Data excerpts:
____

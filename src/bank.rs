//! Question bank: the validated, immutable catalog of leveled questions.
//!
//! Questions arrive either from the built-in seeds or from the TOML config. Both go
//! through `QuestionSpec::normalize`, so options always end up as `{id, text}` pairs and
//! `correct_answer` always names an option id.

use std::collections::{HashMap, HashSet};

use serde::Deserialize;
use thiserror::Error;

use crate::domain::{Level, Question, QuestionOption};

pub const MIN_OPTIONS: usize = 2;
pub const MAX_OPTIONS: usize = 6;

#[derive(Debug, Error, PartialEq, Eq)]
pub enum BankError {
  #[error("question has an empty id")]
  EmptyId,
  #[error("duplicate question id '{0}'")]
  DuplicateId(String),
  #[error("question '{0}' has empty text")]
  EmptyText(String),
  #[error("question '{id}' has {count} options (expected 2..=6)")]
  OptionCount { id: String, count: usize },
  #[error("question '{id}' repeats option id '{option}'")]
  DuplicateOption { id: String, option: String },
  #[error("question '{id}': correct answer '{answer}' does not match exactly one option")]
  CorrectAnswerMissing { id: String, answer: String },
}

/// Option as authored: a bare string or an `{ id, text }` table.
#[derive(Clone, Debug, Deserialize)]
#[serde(untagged)]
pub enum OptionSpec {
  Text(String),
  Keyed { id: String, text: String },
}

impl OptionSpec {
  fn into_option(self) -> QuestionOption {
    match self {
      OptionSpec::Text(text) => QuestionOption { id: text.clone(), text },
      OptionSpec::Keyed { id, text } => QuestionOption { id, text },
    }
  }
}

/// Question entry accepted in TOML configuration.
#[derive(Clone, Debug, Deserialize)]
pub struct QuestionSpec {
  pub id: String,
  pub text: String,
  pub options: Vec<OptionSpec>,
  pub correct_answer: String,
  pub difficulty: Level,
  pub topic: String,
}

impl QuestionSpec {
  /// Collapse option shapes and resolve `correct_answer` to an option id.
  /// An answer matching no id may still match exactly one option text.
  pub fn normalize(self) -> Result<Question, BankError> {
    let options: Vec<QuestionOption> = self.options.into_iter().map(OptionSpec::into_option).collect();

    let correct_answer = if options.iter().any(|o| o.id == self.correct_answer) {
      self.correct_answer
    } else {
      let mut by_text = options.iter().filter(|o| o.text == self.correct_answer);
      match (by_text.next(), by_text.next()) {
        (Some(o), None) => o.id.clone(),
        _ => {
          return Err(BankError::CorrectAnswerMissing { id: self.id, answer: self.correct_answer });
        }
      }
    };

    Ok(Question {
      id: self.id,
      text: self.text,
      options,
      correct_answer,
      difficulty: self.difficulty,
      topic: self.topic,
    })
  }
}

fn validate(q: &Question) -> Result<(), BankError> {
  if q.id.trim().is_empty() {
    return Err(BankError::EmptyId);
  }
  if q.text.trim().is_empty() {
    return Err(BankError::EmptyText(q.id.clone()));
  }
  if !(MIN_OPTIONS..=MAX_OPTIONS).contains(&q.options.len()) {
    return Err(BankError::OptionCount { id: q.id.clone(), count: q.options.len() });
  }
  let mut seen = HashSet::new();
  for o in &q.options {
    if !seen.insert(o.id.as_str()) {
      return Err(BankError::DuplicateOption { id: q.id.clone(), option: o.id.clone() });
    }
  }
  if !seen.contains(q.correct_answer.as_str()) {
    return Err(BankError::CorrectAnswerMissing { id: q.id.clone(), answer: q.correct_answer.clone() });
  }
  Ok(())
}

#[derive(Debug, Default)]
pub struct QuestionBank {
  questions: Vec<Question>,
  by_id: HashMap<String, usize>,
}

impl QuestionBank {
  /// Validate every question and index the catalog. The first defect aborts construction.
  pub fn new(questions: Vec<Question>) -> Result<Self, BankError> {
    let mut by_id = HashMap::with_capacity(questions.len());
    for (idx, q) in questions.iter().enumerate() {
      validate(q)?;
      if by_id.insert(q.id.clone(), idx).is_some() {
        return Err(BankError::DuplicateId(q.id.clone()));
      }
    }
    Ok(Self { questions, by_id })
  }

  /// All questions in catalog order.
  pub fn questions(&self) -> &[Question] {
    &self.questions
  }

  pub fn get(&self, id: &str) -> Option<&Question> {
    self.by_id.get(id).map(|&idx| &self.questions[idx])
  }

  pub fn len(&self) -> usize {
    self.questions.len()
  }

  pub fn is_empty(&self) -> bool {
    self.questions.is_empty()
  }

  pub fn questions_for_level(&self, level: Level) -> Vec<&Question> {
    self.questions.iter().filter(|q| q.difficulty == level).collect()
  }

  /// Like `questions_for_level`, but for raw input; unknown levels give an empty list.
  pub fn questions_for_level_str(&self, level: &str) -> Vec<&Question> {
    Level::parse(level).map(|l| self.questions_for_level(l)).unwrap_or_default()
  }

  pub fn count_by_level(&self) -> Vec<(Level, usize)> {
    Level::ALL
      .into_iter()
      .map(|l| (l, self.questions.iter().filter(|q| q.difficulty == l).count()))
      .collect()
  }
}

#[cfg(test)]
mod tests {
  use super::*;
  use crate::config::AssessmentSettings;
  use crate::seeds::seed_questions;

  fn spec(id: &str, options: Vec<OptionSpec>, correct: &str) -> QuestionSpec {
    QuestionSpec {
      id: id.into(),
      text: "Was passt?".into(),
      options,
      correct_answer: correct.into(),
      difficulty: Level::B1,
      topic: "grammar".into(),
    }
  }

  fn text(s: &str) -> OptionSpec {
    OptionSpec::Text(s.into())
  }

  #[test]
  fn builtin_catalog_is_valid_and_covers_every_level() {
    let bank = QuestionBank::new(seed_questions().unwrap()).expect("seed bank must validate");
    let max = AssessmentSettings::default().max_questions;
    for (level, count) in bank.count_by_level() {
      assert!(count >= max, "level {level} has {count} questions, needs at least {max}");
    }
  }

  #[test]
  fn questions_for_level_keeps_catalog_order() {
    let bank = QuestionBank::new(seed_questions().unwrap()).unwrap();
    let b2 = bank.questions_for_level(Level::B2);
    let expected: Vec<&str> = bank
      .questions()
      .iter()
      .filter(|q| q.difficulty == Level::B2)
      .map(|q| q.id.as_str())
      .collect();
    let got: Vec<&str> = b2.iter().map(|q| q.id.as_str()).collect();
    assert_eq!(got, expected);
    assert!(b2.iter().all(|q| q.difficulty == Level::B2));
  }

  #[test]
  fn unknown_level_string_yields_empty() {
    let bank = QuestionBank::new(seed_questions().unwrap()).unwrap();
    assert!(bank.questions_for_level_str("Z9").is_empty());
    assert_eq!(bank.questions_for_level_str("a1").len(), bank.questions_for_level(Level::A1).len());
  }

  #[test]
  fn plain_string_options_use_text_as_id() {
    let q = spec("q1", vec![text("der"), text("die"), text("das")], "die").normalize().unwrap();
    assert_eq!(q.options[1], QuestionOption { id: "die".into(), text: "die".into() });
    assert_eq!(q.correct_answer, "die");
  }

  #[test]
  fn correct_answer_may_name_option_text() {
    let options = vec![
      OptionSpec::Keyed { id: "a".into(), text: "Blutdruck".into() },
      OptionSpec::Keyed { id: "b".into(), text: "Puls".into() },
    ];
    let q = spec("q2", options, "Puls").normalize().unwrap();
    assert_eq!(q.correct_answer, "b");
  }

  #[test]
  fn ambiguous_or_missing_correct_answer_is_rejected() {
    let err = spec("q3", vec![text("ja"), text("nein")], "vielleicht").normalize().unwrap_err();
    assert_eq!(err, BankError::CorrectAnswerMissing { id: "q3".into(), answer: "vielleicht".into() });

    let options = vec![
      OptionSpec::Keyed { id: "a".into(), text: "gleich".into() },
      OptionSpec::Keyed { id: "b".into(), text: "gleich".into() },
    ];
    assert!(spec("q4", options, "gleich").normalize().is_err());
  }

  #[test]
  fn bank_rejects_malformed_questions() {
    let one_option = spec("q5", vec![text("nur")], "nur").normalize().unwrap();
    assert_eq!(
      QuestionBank::new(vec![one_option]).unwrap_err(),
      BankError::OptionCount { id: "q5".into(), count: 1 }
    );

    let a = spec("dup", vec![text("x"), text("y")], "x").normalize().unwrap();
    let b = spec("dup", vec![text("x"), text("y")], "y").normalize().unwrap();
    assert_eq!(QuestionBank::new(vec![a, b]).unwrap_err(), BankError::DuplicateId("dup".into()));

    let mut broken = spec("q6", vec![text("x"), text("y")], "x").normalize().unwrap();
    broken.correct_answer = "z".into();
    assert!(matches!(QuestionBank::new(vec![broken]), Err(BankError::CorrectAnswerMissing { .. })));

    let repeated = spec("q7", vec![text("x"), text("x")], "x").normalize().unwrap();
    assert!(matches!(QuestionBank::new(vec![repeated]), Err(BankError::DuplicateOption { .. })));
  }

  #[test]
  fn lookup_by_id() {
    let bank = QuestionBank::new(seed_questions().unwrap()).unwrap();
    let first = &bank.questions()[0];
    assert_eq!(bank.get(&first.id).map(|q| q.id.as_str()), Some(first.id.as_str()));
    assert!(bank.get("does-not-exist").is_none());
    assert!(QuestionBank::new(Vec::new()).unwrap().is_empty());
  }
}
//! Public protocol structs for WebSocket and HTTP endpoints (serde ready).
//! Questions go out without their correct answer; it is revealed only in an answer reply.

use serde::{de, Deserialize, Deserializer, Serialize};

use crate::domain::{AssessmentResult, Level, Question, QuestionOption};
use crate::engine::AssessmentEngine;
use crate::session::{AssessmentSession, CompletionReason, SessionPhase};

/// Messages the client can send over WebSocket.
#[derive(Debug, Deserialize)]
#[serde(tag = "type", rename_all = "snake_case")]
pub enum ClientWsMessage {
    Ping,
    StartAssessment {
        #[serde(default, deserialize_with = "lenient_level")]
        level: Option<Level>,
        #[serde(default)]
        seed: Option<u64>,
    },
    SubmitAnswer {
        #[serde(rename = "sessionId")]
        session_id: String,
        #[serde(rename = "questionId")]
        question_id: String,
        #[serde(rename = "selectedAnswer")]
        selected_answer: String,
    },
    GetSession {
        #[serde(rename = "sessionId")]
        session_id: String,
    },
    GetResult {
        #[serde(rename = "sessionId")]
        session_id: String,
    },
    Reset {
        #[serde(rename = "sessionId")]
        session_id: String,
    },
    Restart {
        #[serde(rename = "sessionId")]
        session_id: String,
    },
}

/// Messages the server sends back over WebSocket.
#[derive(Debug, Serialize)]
#[serde(tag = "type", rename_all = "snake_case")]
pub enum ServerWsMessage {
    Pong,
    Session { session: SessionOut },
    AnswerResult { answer: AnswerOut },
    #[serde(rename = "result")]
    Final { result: AssessmentResult },
    Error { message: String },
}

/// Question as presented to the learner.
#[derive(Debug, Serialize)]
pub struct QuestionOut {
    pub id: String,
    pub text: String,
    pub options: Vec<QuestionOption>,
    pub difficulty: Level,
    pub topic: String,
}

pub fn question_out(q: &Question) -> QuestionOut {
    QuestionOut {
        id: q.id.clone(),
        text: q.text.clone(),
        options: q.options.clone(),
        difficulty: q.difficulty,
        topic: q.topic.clone(),
    }
}

#[derive(Debug, Serialize)]
pub struct SessionOut {
    #[serde(rename = "sessionId")]
    pub session_id: String,
    pub phase: SessionPhase,
    #[serde(rename = "currentLevel")]
    pub current_level: Level,
    pub answered: usize,
    pub correct: usize,
    pub question: Option<QuestionOut>,
    pub completion: Option<CompletionReason>,
    pub result: Option<AssessmentResult>,
}

/// Snapshot of a session for either transport.
pub fn session_out(s: &AssessmentSession, engine: &AssessmentEngine) -> SessionOut {
    SessionOut {
        session_id: s.id.clone(),
        phase: s.phase(),
        current_level: s.level(),
        answered: s.answers().len(),
        correct: s.correct_count(),
        question: s.current_question(engine).map(question_out),
        completion: s.completion(),
        result: s.result().cloned(),
    }
}

#[derive(Debug, Serialize)]
pub struct AnswerOut {
    /// False when the session was already complete and the answer was dropped.
    pub accepted: bool,
    pub correct: bool,
    pub expected: String,
    pub session: SessionOut,
}

//
// HTTP request/response DTOs
//

#[derive(Debug, Default, Deserialize)]
pub struct StartIn {
    #[serde(default, deserialize_with = "lenient_level")]
    pub level: Option<Level>,
    #[serde(default)]
    pub seed: Option<u64>,
}

#[derive(Debug, Deserialize)]
pub struct AnswerIn {
    #[serde(rename = "questionId")]
    pub question_id: String,
    #[serde(rename = "selectedAnswer")]
    pub selected_answer: String,
}

/// `level` is free text; a missing or unknown level lists nothing.
#[derive(Debug, Deserialize)]
pub struct QuestionsQuery {
    #[serde(default)]
    pub level: Option<String>,
}

/// Accepts level names in any case ("b1", " B1 ").
fn lenient_level<'de, D>(deserializer: D) -> Result<Option<Level>, D::Error>
where
    D: Deserializer<'de>,
{
    match Option::<String>::deserialize(deserializer)? {
        None => Ok(None),
        Some(raw) => Level::parse(&raw)
            .map(Some)
            .ok_or_else(|| de::Error::custom(format!("unknown level: {raw}"))),
    }
}

#[derive(Serialize)]
pub struct HealthOut {
    pub ok: bool,
}

#[cfg(test)]
mod tests {
    use super::*;

    #[test]
    fn start_level_is_case_insensitive() {
        let body: StartIn = serde_json::from_str(r#"{"level":"b1"}"#).unwrap();
        assert_eq!(body.level, Some(Level::B1));

        let msg: ClientWsMessage = serde_json::from_str(r#"{"type":"start_assessment","level":" c1 "}"#).unwrap();
        assert!(matches!(msg, ClientWsMessage::StartAssessment { level: Some(Level::C1), .. }));
    }

    #[test]
    fn start_level_may_be_absent_or_null() {
        assert_eq!(serde_json::from_str::<StartIn>("{}").unwrap().level, None);
        assert_eq!(serde_json::from_str::<StartIn>(r#"{"level":null}"#).unwrap().level, None);
    }

    #[test]
    fn unknown_start_level_is_rejected() {
        let err = serde_json::from_str::<StartIn>(r#"{"level":"D7"}"#).unwrap_err();
        assert!(err.to_string().contains("unknown level: D7"));
    }
}
//! One assessment session: NotStarted -> InProgress -> Complete -> (reset) -> NotStarted.
//!
//! The session owns its answer history, a queue of questions already chosen but not yet
//! answered, its own RNG, and the working level that steers the selector. Questions are
//! referenced by id and resolved against the engine's bank on demand.

use std::collections::VecDeque;
use std::fmt;
use std::time::{Duration, Instant};

use rand::rngs::StdRng;
use serde::Serialize;
use thiserror::Error;
use tracing::{debug, info};

use crate::domain::{AssessmentResult, Level, Question, UserAnswer};
use crate::engine::AssessmentEngine;
use crate::selector::{select_adaptive_questions, target_level};

#[derive(Clone, Copy, Debug, PartialEq, Eq, Serialize)]
#[serde(rename_all = "snake_case")]
pub enum SessionPhase {
  NotStarted,
  InProgress,
  Complete,
}

impl fmt::Display for SessionPhase {
  fn fmt(&self, f: &mut fmt::Formatter<'_>) -> fmt::Result {
    f.write_str(match self {
      SessionPhase::NotStarted => "not_started",
      SessionPhase::InProgress => "in_progress",
      SessionPhase::Complete => "complete",
    })
  }
}

#[derive(Debug, Error, PartialEq, Eq)]
pub enum SessionError {
  #[error("cannot {action} while the session is {phase}")]
  InvalidTransition { phase: SessionPhase, action: &'static str },
  #[error("expected an answer to question '{expected}', got '{got}'")]
  UnexpectedQuestion { expected: String, got: String },
  #[error("assessment is not complete yet")]
  NotComplete,
}

/// Why a session reached Complete.
#[derive(Clone, Copy, Debug, PartialEq, Eq, Serialize)]
#[serde(rename_all = "snake_case")]
pub enum CompletionReason {
  Terminated,
  PoolExhausted,
  TimeLimit,
}

#[derive(Clone, Debug, PartialEq, Eq)]
pub enum AnswerOutcome {
  Recorded { correct: bool, expected: String },
  /// Answer arrived after completion and was dropped.
  Ignored,
}

#[derive(Debug)]
pub struct AssessmentSession {
  pub id: String,
  phase: SessionPhase,
  initial_level: Level,
  level: Level,
  answers: Vec<UserAnswer>,
  pending: VecDeque<String>,
  rng: StdRng,
  started_at: Option<Instant>,
  result: Option<AssessmentResult>,
  completion: Option<CompletionReason>,
  last_active: Instant,
}

impl AssessmentSession {
  pub fn new(id: String, level: Level, rng: StdRng) -> Self {
    Self {
      id,
      phase: SessionPhase::NotStarted,
      initial_level: level,
      level,
      answers: Vec::new(),
      pending: VecDeque::new(),
      rng,
      started_at: None,
      result: None,
      completion: None,
      last_active: Instant::now(),
    }
  }

  /// Mark the session as used at `now`.
  pub fn touch(&mut self, now: Instant) {
    self.last_active = now;
  }

  pub fn idle_for(&self, now: Instant) -> Duration {
    now.saturating_duration_since(self.last_active)
  }

  pub fn phase(&self) -> SessionPhase {
    self.phase
  }

  /// Working level used for the next selection.
  pub fn level(&self) -> Level {
    self.level
  }

  pub fn answers(&self) -> &[UserAnswer] {
    &self.answers
  }

  pub fn correct_count(&self) -> usize {
    self.answers.iter().filter(|a| a.is_correct).count()
  }

  pub fn result(&self) -> Option<&AssessmentResult> {
    self.result.as_ref()
  }

  pub fn completion(&self) -> Option<CompletionReason> {
    self.completion
  }

  pub fn current_question<'a>(&self, engine: &'a AssessmentEngine) -> Option<&'a Question> {
    if self.phase != SessionPhase::InProgress {
      return None;
    }
    self.pending.front().and_then(|id| engine.bank.get(id))
  }

  pub fn start(&mut self, engine: &AssessmentEngine) -> Result<(), SessionError> {
    if self.phase != SessionPhase::NotStarted {
      return Err(SessionError::InvalidTransition { phase: self.phase, action: "start" });
    }
    self.phase = SessionPhase::InProgress;
    self.started_at = Some(Instant::now());
    info!(target: "assessment", session = %self.id, level = %self.level, "Assessment started");
    if !self.refill(engine) {
      self.complete(engine, CompletionReason::PoolExhausted);
    }
    Ok(())
  }

  pub fn submit_answer(
    &mut self,
    engine: &AssessmentEngine,
    question_id: &str,
    selected: &str,
  ) -> Result<AnswerOutcome, SessionError> {
    match self.phase {
      SessionPhase::Complete => {
        debug!(target: "assessment", session = %self.id, %question_id, "Answer after completion ignored");
        return Ok(AnswerOutcome::Ignored);
      }
      SessionPhase::NotStarted => {
        return Err(SessionError::InvalidTransition { phase: self.phase, action: "answer" });
      }
      SessionPhase::InProgress => {}
    }

    let expected_id = self.pending.front().cloned().unwrap_or_default();
    if expected_id != question_id {
      return Err(SessionError::UnexpectedQuestion { expected: expected_id, got: question_id.to_string() });
    }
    let Some(question) = engine.bank.get(question_id) else {
      return Err(SessionError::UnexpectedQuestion { expected: expected_id, got: question_id.to_string() });
    };
    self.pending.pop_front();

    let correct = question.is_correct(selected);
    let expected = question.correct_answer.clone();
    self.answers.push(UserAnswer {
      question_id: question_id.to_string(),
      selected_answer: selected.to_string(),
      is_correct: correct,
    });
    debug!(target: "assessment", session = %self.id, %question_id, correct, answered = self.answers.len(), "Answer recorded");

    if self.time_expired(engine) {
      self.complete(engine, CompletionReason::TimeLimit);
    } else if engine.should_end(&self.answers) {
      self.complete(engine, CompletionReason::Terminated);
    } else if self.pending.is_empty() && !self.refill(engine) {
      self.complete(engine, CompletionReason::PoolExhausted);
    }

    Ok(AnswerOutcome::Recorded { correct, expected })
  }

  /// Complete -> NotStarted. Keeps the id and RNG, drops everything else.
  pub fn reset(&mut self) -> Result<(), SessionError> {
    if self.phase != SessionPhase::Complete {
      return Err(SessionError::InvalidTransition { phase: self.phase, action: "reset" });
    }
    self.phase = SessionPhase::NotStarted;
    self.level = self.initial_level;
    self.answers.clear();
    self.pending.clear();
    self.started_at = None;
    self.result = None;
    self.completion = None;
    info!(target: "assessment", session = %self.id, "Assessment reset");
    Ok(())
  }

  fn time_expired(&self, engine: &AssessmentEngine) -> bool {
    match (engine.settings.time_limit_secs, self.started_at) {
      (Some(limit), Some(started)) => started.elapsed() >= Duration::from_secs(limit),
      _ => false,
    }
  }

  /// Queue the next batch around the updated target level. False when nothing is left.
  fn refill(&mut self, engine: &AssessmentEngine) -> bool {
    let batch =
      select_adaptive_questions(&engine.bank, self.level, &self.answers, engine.settings.batch_size, &mut self.rng);
    self.level = target_level(self.level, &self.answers);
    self.pending.extend(batch.into_iter().map(|q| q.id.clone()));
    !self.pending.is_empty()
  }

  fn complete(&mut self, engine: &AssessmentEngine, reason: CompletionReason) {
    let result = engine.results(&self.answers);
    info!(
      target: "assessment",
      session = %self.id,
      ?reason,
      level = %result.level,
      correct = result.correct_count,
      total = result.total_questions,
      "Assessment complete"
    );
    self.pending.clear();
    self.phase = SessionPhase::Complete;
    self.completion = Some(reason);
    self.result = Some(result);
  }
}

____

Aim of the task: From the data, list each line in which the string "seeds" appears.

Solved exercise:
//! Questions arrive either from the built-in seeds or from the TOML config. Both go
  use crate::seeds::seed_questions;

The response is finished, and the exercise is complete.